The United States has taken a sharp tone on Egypt, urging Mubarak to move swiftly to meet the demand for democratic reform. But it cautiously praised reform pledges in Yemen. State Department spokesman P.J. Crowley on Wednesday welcomed Saleh's "positive statements."

Saleh is seen as a weak but increasingly important partner of the United States, allowing American drone strikes on al-Qaida targets and stepping up counterterrorism cooperation.

In Brussels, Yemen's foreign minister, Abu Bakr al-Qirbi, warned that interference from outside countries - he mentioned Iraq, Afghanistan or Pakistan - would be counterproductive.

He said frustration of the young generation was widespread across the Arab world, including in his country. "I think the frustrations of younger generations are universal in the Arab world," al-Qirbi told The Associated Press in Brussels, where he had come to seek development aid.

However, he said Yemen's government never severed contacts with opposition parties and civil groups, and for that reason it was better placed to hold a constructive internal dialogue than other countries in the Middle East.

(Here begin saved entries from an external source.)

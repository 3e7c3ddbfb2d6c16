use roadfy_client::models::{
    AuthOutcome, EntityType, Interaction, InteractionType, RegisterRequest, Role, TokenResponse,
    User,
};
use serde_json::{Value, json};

// --- Role ---

#[test]
fn test_role_wire_names() {
    assert_eq!(serde_json::to_value(Role::Customer).unwrap(), "customer");
    assert_eq!(serde_json::to_value(Role::BusinessAdmin).unwrap(), "business-admin");
    assert_eq!(serde_json::to_value(Role::SuperAdmin).unwrap(), "super-admin");

    let role: Role = serde_json::from_value(json!("super-admin")).unwrap();
    assert_eq!(role, Role::SuperAdmin);
}

#[test]
fn test_unknown_role_is_kept_verbatim() {
    let role: Role = serde_json::from_value(json!("auditor")).unwrap();

    assert_eq!(role, Role::Other("auditor".to_string()));
    assert_eq!(role.as_str(), "auditor");
    assert_eq!(serde_json::to_value(&role).unwrap(), "auditor");
}

// --- User ---

#[test]
fn test_user_accepts_numeric_ids() {
    let user: User = serde_json::from_value(json!({
        "id": 12,
        "email": "ana@roadfy.mx",
        "role": "business-admin",
        "business_id": 3,
    }))
    .unwrap();

    assert_eq!(user.id, "12");
    assert_eq!(user.business_id.as_deref(), Some("3"));
}

#[test]
fn test_user_defaults_missing_fields() {
    let user: User = serde_json::from_value(json!({ "id": "u-1", "business_id": null })).unwrap();

    assert_eq!(user.email, "");
    assert_eq!(user.role, Role::Customer);
    assert_eq!(user.business_id, None);
    assert_eq!(user.created_at, None);
}

#[test]
fn test_user_rejects_structured_id() {
    let result: Result<User, _> = serde_json::from_value(json!({ "id": { "oid": 1 } }));
    assert!(result.is_err());
}

#[test]
fn test_user_round_trip_preserves_unknown_fields() {
    let raw = json!({
        "id": "u-1",
        "email": "ana@roadfy.mx",
        "role": "customer",
        "created_at": "2025-01-10T12:00:00Z",
        "phone": "+52 55 0000 0000",
        "preferences": { "newsletter": true },
    });

    let user: User = serde_json::from_value(raw.clone()).unwrap();
    assert_eq!(user.extra.len(), 2);
    assert_eq!(serde_json::to_value(&user).unwrap(), raw);
}

// --- Payloads ---

#[test]
fn test_register_request_shape() {
    let request = RegisterRequest {
        email: "taller@roadfy.mx".to_string(),
        password: "password1".to_string(),
        role: Role::BusinessAdmin,
    };

    assert_eq!(
        serde_json::to_value(&request).unwrap(),
        json!({ "email": "taller@roadfy.mx", "password": "password1", "role": "business-admin" })
    );
}

#[test]
fn test_token_response_without_type() {
    let token: TokenResponse = serde_json::from_value(json!({ "access_token": "tok" })).unwrap();

    assert_eq!(token.access_token, "tok");
    assert_eq!(token.token_type, None);
}

// --- Outcomes ---

#[test]
fn test_auth_outcome_wire_shape() {
    let success: AuthOutcome<Value> = AuthOutcome::Success(json!({ "id": "u-1" }));
    let failure: AuthOutcome<Value> = AuthOutcome::failure("Email already registered");

    assert_eq!(
        serde_json::to_value(&success).unwrap(),
        json!({ "success": true, "data": { "id": "u-1" } })
    );
    assert_eq!(
        serde_json::to_value(&failure).unwrap(),
        json!({ "success": false, "error": "Email already registered" })
    );
    assert!(success.is_success());
    assert_eq!(success.error(), None);
    assert_eq!(failure.error(), Some("Email already registered"));
    assert_eq!(failure.into_option(), None);
}

#[test]
fn test_login_outcome_carries_user_key() {
    let user: User = serde_json::from_value(json!({ "id": "u1", "role": "customer" })).unwrap();
    let wire = serde_json::to_value(AuthOutcome::Success(user)).unwrap();

    assert_eq!(wire["success"], true);
    assert_eq!(wire["user"]["id"], "u1");
    assert_eq!(wire.get("data"), None);
}

// --- Interactions ---

#[test]
fn test_interaction_wire_shape() {
    let plain = Interaction::new(InteractionType::Compare, EntityType::Tire, "42");
    assert_eq!(
        serde_json::to_value(&plain).unwrap(),
        json!({ "interaction_type": "COMPARE", "entity_type": "TIRE", "entity_id": "42" })
    );

    let search = Interaction::new(InteractionType::Search, EntityType::Page, "catalog")
        .with_metadata(json!({ "brand": "Michelin" }));
    let value = serde_json::to_value(&search).unwrap();
    assert_eq!(value["entity_type"], "PAGE");
    assert_eq!(value["metadata"]["brand"], "Michelin");
}
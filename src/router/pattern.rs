use regex::Regex;

/// Catch-all pattern.
pub const WILDCARD: &str = "*";

#[derive(Debug, Clone)]
enum PatternKind {
    Literal,
    Parameterized(Regex),
    Wildcard,
}

/// RoutePattern
///
/// A registered path pattern. `:name` marks a parameter that matches exactly one path
/// segment; `*` alone is the catch-all. The regex for parameterized patterns is compiled
/// once, at registration.
#[derive(Debug, Clone)]
pub struct RoutePattern {
    raw: String,
    kind: PatternKind,
}

impl RoutePattern {
    pub fn parse(raw: &str) -> Self {
        let kind = if raw == WILDCARD {
            PatternKind::Wildcard
        } else if raw.contains(':') {
            match Regex::new(&to_regex_source(raw)) {
                Ok(regex) => PatternKind::Parameterized(regex),
                Err(e) => {
                    tracing::warn!(pattern = raw, "Router: pattern treated as literal: {}", e);
                    PatternKind::Literal
                }
            }
        } else {
            PatternKind::Literal
        };

        Self {
            raw: raw.to_string(),
            kind,
        }
    }

    pub fn as_str(&self) -> &str {
        &self.raw
    }

    pub fn is_parameterized(&self) -> bool {
        matches!(self.kind, PatternKind::Parameterized(_))
    }

    pub fn is_wildcard(&self) -> bool {
        matches!(self.kind, PatternKind::Wildcard)
    }

    /// Whether this parameterized pattern matches the whole `path`. Literal and wildcard
    /// patterns are resolved by the route table and never match here.
    pub fn matches(&self, path: &str) -> bool {
        match &self.kind {
            PatternKind::Parameterized(regex) => regex.is_match(path),
            _ => false,
        }
    }
}

// "/llantas/:id" -> "^/llantas/([^/]+)$". Literal text is escaped; a parameter runs
// from ':' up to the next '/'.
fn to_regex_source(raw: &str) -> String {
    let mut source = String::from("^");
    let mut literal = String::new();
    let mut chars = raw.chars().peekable();

    while let Some(c) = chars.next() {
        if c == ':' && chars.peek().is_some_and(|next| *next != '/') {
            source.push_str(&regex::escape(&literal));
            literal.clear();
            while chars.peek().is_some_and(|next| *next != '/') {
                chars.next();
            }
            source.push_str("([^/]+)");
        } else {
            literal.push(c);
        }
    }

    source.push_str(&regex::escape(&literal));
    source.push('$');
    source
}

fn segments(path: &str) -> Vec<&str> {
    path.split('/').filter(|segment| !segment.is_empty()).collect()
}

/// route_id
///
/// The path segment aligned with the first `:param` segment of `pattern`, when the
/// pattern has one and the path is long enough; otherwise the last path segment
/// (empty for `/`).
pub fn route_id(pattern: Option<&str>, path: &str) -> String {
    let parts = segments(path);

    if let Some(pattern) = pattern.filter(|p| p.contains(':')) {
        let param_index = segments(pattern)
            .iter()
            .position(|segment| segment.starts_with(':'));
        if let Some(value) = param_index.and_then(|index| parts.get(index)) {
            return (*value).to_string();
        }
    }

    parts.last().map(|s| s.to_string()).unwrap_or_default()
}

In Yemen, where the population is overwhelmingly very young, unemployment is 35 percent and poverty is endemic. About 40 percent of the population lives on less than $2 (euro1.45) a day.

Saleh's government controls little of the impoverished country beyond the capital; it is facing a serious challenge from a secessionist movement in the south and a rebellion in the north.

The U.S.-born radical cleric Anwar al-Awlaki, thought to be hiding in Yemen, is believed to have inspired and even plotted or helped coordinate recent attacks on the U.S. Those include the failed Christmas Day 2009 bombing of a Detroit-bound airliner and the unsuccessful plot to send mail bombs on planes from Yemen to the U.S. in October.

Al-Awlaki also is believed to have inspired the deadly 2009 shooting rampage at Fort Hood, Texas, and had ties to some of the 9/11 hijackers.

In Thursday's marches, thousands of anti-government protesters also took to the streets in the city of Aden. They defied security forces and armored personnel carriers that tried to close the main streets to prevent them from gathering.

Protesters there shouted: "People want the downfall of the regime, the downfall of the president."

All big shops in Sanaa and Aden closed their doors and major companies hired guards to protect against possible looting.

Protesters also scuffled with security forces in the town of Jaar in the southern province of Abyan, where al-Qaida militants have been active.